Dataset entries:
++++++++

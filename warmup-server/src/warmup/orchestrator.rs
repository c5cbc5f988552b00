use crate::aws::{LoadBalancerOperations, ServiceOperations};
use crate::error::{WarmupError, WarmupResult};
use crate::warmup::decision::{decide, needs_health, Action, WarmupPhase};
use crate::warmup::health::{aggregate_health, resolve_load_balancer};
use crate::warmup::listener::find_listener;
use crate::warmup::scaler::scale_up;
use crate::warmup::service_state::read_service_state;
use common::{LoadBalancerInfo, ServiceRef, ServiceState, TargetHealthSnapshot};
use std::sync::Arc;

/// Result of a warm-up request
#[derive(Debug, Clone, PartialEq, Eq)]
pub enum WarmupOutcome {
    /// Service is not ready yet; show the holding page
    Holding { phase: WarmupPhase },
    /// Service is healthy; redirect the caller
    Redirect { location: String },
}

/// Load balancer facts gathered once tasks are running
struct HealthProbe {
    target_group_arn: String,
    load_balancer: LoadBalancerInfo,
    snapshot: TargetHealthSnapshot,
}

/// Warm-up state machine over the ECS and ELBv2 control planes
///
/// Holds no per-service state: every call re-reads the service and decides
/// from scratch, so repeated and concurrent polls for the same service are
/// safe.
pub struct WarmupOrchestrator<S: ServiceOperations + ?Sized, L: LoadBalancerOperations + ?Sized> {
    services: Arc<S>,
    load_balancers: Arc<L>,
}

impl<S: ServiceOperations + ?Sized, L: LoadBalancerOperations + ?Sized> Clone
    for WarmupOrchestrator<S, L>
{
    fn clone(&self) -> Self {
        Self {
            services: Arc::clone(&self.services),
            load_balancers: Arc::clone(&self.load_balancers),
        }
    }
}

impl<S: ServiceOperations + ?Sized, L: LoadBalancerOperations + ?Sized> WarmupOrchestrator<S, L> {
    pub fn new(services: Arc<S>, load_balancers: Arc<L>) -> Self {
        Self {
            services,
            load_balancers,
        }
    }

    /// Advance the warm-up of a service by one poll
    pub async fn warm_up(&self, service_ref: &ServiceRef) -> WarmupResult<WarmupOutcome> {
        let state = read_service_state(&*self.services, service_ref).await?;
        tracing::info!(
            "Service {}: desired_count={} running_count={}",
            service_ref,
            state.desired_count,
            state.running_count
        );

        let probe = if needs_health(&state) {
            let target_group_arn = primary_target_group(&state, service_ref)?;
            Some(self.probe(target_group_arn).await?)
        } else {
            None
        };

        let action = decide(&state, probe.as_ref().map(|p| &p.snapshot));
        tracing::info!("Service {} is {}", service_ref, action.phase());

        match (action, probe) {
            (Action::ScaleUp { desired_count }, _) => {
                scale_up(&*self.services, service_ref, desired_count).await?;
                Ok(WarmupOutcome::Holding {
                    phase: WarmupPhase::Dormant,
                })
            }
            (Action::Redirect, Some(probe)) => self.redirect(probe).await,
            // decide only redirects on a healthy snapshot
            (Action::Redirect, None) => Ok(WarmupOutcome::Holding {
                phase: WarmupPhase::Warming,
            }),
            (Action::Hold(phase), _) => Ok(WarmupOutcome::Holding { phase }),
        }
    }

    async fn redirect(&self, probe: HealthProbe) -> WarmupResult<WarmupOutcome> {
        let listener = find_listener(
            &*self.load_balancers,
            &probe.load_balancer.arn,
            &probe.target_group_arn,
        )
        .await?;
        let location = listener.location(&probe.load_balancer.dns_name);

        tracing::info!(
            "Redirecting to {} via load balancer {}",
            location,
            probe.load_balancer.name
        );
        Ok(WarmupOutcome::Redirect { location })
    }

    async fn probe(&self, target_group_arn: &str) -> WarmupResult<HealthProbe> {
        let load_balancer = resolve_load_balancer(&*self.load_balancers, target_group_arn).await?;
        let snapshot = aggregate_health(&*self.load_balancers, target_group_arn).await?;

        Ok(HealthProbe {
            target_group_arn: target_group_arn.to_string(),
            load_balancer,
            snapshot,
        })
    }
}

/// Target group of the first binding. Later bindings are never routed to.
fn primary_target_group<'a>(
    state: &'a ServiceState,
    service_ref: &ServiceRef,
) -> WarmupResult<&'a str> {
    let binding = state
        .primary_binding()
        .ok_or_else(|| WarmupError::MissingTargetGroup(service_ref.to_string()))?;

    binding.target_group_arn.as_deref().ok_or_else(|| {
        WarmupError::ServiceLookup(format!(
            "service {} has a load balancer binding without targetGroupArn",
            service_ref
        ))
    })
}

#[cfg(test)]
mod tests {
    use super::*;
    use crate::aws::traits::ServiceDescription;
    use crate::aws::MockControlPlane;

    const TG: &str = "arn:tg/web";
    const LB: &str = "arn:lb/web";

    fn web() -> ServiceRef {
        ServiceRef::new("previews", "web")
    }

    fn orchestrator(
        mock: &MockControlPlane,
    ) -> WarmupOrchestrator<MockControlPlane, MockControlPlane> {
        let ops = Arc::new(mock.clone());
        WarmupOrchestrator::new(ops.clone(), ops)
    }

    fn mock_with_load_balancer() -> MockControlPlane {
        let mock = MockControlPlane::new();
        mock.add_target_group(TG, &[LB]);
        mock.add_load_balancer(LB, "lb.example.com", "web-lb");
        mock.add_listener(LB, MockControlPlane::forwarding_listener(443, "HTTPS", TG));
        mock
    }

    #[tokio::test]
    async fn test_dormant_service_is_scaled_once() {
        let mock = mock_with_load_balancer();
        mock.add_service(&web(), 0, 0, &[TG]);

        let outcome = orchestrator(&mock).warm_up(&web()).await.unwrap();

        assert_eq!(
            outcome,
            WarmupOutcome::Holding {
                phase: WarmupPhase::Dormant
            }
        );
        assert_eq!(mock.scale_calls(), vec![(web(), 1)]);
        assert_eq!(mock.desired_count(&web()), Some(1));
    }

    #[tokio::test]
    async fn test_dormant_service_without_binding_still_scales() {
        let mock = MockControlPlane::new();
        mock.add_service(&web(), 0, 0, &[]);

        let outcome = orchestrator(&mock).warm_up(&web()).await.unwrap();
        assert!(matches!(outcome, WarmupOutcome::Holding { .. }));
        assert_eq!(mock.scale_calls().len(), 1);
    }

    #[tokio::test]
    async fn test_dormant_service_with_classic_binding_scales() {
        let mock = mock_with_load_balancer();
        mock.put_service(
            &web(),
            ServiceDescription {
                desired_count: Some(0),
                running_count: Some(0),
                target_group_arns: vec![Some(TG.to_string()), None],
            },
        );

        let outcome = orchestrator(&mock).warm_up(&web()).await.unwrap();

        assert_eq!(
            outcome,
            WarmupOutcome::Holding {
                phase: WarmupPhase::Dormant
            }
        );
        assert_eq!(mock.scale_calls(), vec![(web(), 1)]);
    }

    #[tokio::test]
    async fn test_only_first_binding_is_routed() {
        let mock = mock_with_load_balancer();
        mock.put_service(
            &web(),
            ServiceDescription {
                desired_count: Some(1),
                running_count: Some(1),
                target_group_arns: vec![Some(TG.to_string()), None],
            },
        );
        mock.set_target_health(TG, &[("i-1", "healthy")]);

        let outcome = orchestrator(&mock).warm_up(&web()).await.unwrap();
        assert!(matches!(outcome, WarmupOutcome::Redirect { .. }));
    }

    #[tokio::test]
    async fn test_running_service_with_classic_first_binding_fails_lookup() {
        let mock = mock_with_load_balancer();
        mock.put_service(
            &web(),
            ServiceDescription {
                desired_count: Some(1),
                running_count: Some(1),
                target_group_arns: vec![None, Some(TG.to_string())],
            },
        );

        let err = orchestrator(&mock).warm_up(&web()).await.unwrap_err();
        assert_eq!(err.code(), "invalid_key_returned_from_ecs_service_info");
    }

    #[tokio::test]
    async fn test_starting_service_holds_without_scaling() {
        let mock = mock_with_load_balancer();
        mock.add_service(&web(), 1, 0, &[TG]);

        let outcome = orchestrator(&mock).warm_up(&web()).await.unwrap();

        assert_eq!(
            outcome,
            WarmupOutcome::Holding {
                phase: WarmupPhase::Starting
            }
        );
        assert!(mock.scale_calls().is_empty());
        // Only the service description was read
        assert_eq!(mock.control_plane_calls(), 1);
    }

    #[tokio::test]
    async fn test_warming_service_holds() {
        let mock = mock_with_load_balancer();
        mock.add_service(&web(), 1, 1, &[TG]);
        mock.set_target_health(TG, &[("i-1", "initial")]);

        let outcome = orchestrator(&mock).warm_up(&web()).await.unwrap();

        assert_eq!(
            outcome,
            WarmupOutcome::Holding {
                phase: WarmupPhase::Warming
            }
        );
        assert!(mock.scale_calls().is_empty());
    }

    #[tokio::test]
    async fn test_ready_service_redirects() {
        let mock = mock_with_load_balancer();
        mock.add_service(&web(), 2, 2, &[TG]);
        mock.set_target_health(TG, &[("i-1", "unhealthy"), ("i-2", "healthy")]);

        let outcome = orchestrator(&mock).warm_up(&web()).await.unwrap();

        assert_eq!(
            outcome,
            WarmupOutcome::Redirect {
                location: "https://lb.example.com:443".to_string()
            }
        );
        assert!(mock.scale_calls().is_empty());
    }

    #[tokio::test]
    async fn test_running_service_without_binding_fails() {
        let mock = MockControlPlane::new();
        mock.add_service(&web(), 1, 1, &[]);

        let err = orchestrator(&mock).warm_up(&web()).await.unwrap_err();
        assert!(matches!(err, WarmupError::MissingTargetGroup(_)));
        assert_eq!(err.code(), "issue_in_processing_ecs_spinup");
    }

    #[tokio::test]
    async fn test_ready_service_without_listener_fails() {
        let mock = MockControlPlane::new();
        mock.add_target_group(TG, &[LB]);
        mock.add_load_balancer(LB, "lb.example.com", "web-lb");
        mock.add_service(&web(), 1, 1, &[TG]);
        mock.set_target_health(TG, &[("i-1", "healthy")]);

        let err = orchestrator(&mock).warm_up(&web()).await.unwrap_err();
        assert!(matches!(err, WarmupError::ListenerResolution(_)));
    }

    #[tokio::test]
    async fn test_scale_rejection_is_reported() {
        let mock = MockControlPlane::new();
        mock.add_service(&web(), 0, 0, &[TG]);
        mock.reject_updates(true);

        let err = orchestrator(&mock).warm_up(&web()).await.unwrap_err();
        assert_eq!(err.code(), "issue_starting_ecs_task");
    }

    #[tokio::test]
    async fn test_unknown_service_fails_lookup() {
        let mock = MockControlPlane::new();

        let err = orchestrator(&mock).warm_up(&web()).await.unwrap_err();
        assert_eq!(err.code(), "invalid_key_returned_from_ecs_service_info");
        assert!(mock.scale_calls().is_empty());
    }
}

++++++++

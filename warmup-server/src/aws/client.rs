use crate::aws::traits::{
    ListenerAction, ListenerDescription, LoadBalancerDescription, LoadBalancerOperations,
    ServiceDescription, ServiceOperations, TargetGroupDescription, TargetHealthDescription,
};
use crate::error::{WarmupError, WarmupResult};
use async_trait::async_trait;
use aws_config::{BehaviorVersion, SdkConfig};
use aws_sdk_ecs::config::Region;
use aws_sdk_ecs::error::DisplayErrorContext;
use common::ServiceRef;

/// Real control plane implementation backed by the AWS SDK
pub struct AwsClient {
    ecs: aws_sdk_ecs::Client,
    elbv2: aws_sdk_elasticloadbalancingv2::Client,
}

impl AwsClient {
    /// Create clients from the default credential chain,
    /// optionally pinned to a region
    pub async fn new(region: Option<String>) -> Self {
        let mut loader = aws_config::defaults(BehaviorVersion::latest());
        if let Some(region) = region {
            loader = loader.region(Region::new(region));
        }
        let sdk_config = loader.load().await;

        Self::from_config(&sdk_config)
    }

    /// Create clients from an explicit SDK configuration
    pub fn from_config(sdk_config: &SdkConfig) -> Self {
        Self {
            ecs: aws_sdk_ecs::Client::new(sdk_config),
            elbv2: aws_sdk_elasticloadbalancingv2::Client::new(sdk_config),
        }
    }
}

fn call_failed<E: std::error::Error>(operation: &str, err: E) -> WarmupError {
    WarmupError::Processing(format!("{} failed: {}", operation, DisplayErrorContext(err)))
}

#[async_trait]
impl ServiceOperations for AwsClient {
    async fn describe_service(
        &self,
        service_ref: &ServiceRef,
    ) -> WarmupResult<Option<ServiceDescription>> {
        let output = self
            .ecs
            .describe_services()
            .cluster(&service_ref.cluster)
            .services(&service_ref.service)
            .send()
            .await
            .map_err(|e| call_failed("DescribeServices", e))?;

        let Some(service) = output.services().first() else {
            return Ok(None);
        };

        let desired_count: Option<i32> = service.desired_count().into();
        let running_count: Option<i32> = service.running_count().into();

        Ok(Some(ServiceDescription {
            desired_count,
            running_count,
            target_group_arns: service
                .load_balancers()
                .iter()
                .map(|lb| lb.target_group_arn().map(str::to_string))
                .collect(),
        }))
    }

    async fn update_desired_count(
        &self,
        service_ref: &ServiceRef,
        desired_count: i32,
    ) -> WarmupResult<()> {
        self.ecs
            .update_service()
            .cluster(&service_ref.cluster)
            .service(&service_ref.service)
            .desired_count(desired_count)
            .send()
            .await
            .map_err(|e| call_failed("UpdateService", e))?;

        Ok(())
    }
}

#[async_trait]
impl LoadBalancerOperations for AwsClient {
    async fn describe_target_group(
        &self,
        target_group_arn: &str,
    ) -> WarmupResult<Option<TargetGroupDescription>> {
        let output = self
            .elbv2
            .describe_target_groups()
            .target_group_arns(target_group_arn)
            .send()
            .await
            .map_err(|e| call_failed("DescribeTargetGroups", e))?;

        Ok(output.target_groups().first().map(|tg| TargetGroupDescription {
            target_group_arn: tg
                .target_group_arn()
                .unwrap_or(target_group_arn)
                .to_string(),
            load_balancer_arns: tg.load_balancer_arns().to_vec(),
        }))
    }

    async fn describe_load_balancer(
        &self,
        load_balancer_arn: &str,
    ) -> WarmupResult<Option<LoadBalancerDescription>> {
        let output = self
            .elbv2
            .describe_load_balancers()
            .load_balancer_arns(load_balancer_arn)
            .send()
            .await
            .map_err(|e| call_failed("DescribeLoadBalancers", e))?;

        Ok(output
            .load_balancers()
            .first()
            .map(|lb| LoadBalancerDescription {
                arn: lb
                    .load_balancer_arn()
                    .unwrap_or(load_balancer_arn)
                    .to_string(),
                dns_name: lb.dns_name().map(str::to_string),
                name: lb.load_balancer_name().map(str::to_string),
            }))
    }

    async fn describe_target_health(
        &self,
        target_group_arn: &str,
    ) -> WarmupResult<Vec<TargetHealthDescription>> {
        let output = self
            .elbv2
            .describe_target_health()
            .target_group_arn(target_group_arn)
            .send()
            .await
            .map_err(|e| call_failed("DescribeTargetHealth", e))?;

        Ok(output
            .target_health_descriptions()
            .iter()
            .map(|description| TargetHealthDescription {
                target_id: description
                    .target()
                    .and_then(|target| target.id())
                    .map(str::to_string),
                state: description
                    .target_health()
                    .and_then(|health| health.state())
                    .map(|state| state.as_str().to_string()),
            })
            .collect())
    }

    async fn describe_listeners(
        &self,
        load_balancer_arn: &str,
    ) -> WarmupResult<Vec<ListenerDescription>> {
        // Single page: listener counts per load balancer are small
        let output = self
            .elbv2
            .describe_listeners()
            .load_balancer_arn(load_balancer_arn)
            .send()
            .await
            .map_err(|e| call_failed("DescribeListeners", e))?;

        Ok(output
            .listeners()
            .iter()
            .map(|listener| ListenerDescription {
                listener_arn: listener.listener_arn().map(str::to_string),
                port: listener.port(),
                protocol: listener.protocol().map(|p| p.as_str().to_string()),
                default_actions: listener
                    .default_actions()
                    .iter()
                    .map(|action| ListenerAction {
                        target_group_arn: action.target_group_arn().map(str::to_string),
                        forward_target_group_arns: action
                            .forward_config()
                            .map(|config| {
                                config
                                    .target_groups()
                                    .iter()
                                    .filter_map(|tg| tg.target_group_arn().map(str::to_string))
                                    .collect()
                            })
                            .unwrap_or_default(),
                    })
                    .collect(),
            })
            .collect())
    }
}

++++++++

Wherever a line of the data holds "DisplayErrorContext", copy that line.

Exercise answer:
use aws_sdk_ecs::error::DisplayErrorContext;
    WarmupError::Processing(format!("{} failed: {}", operation, DisplayErrorContext(err)))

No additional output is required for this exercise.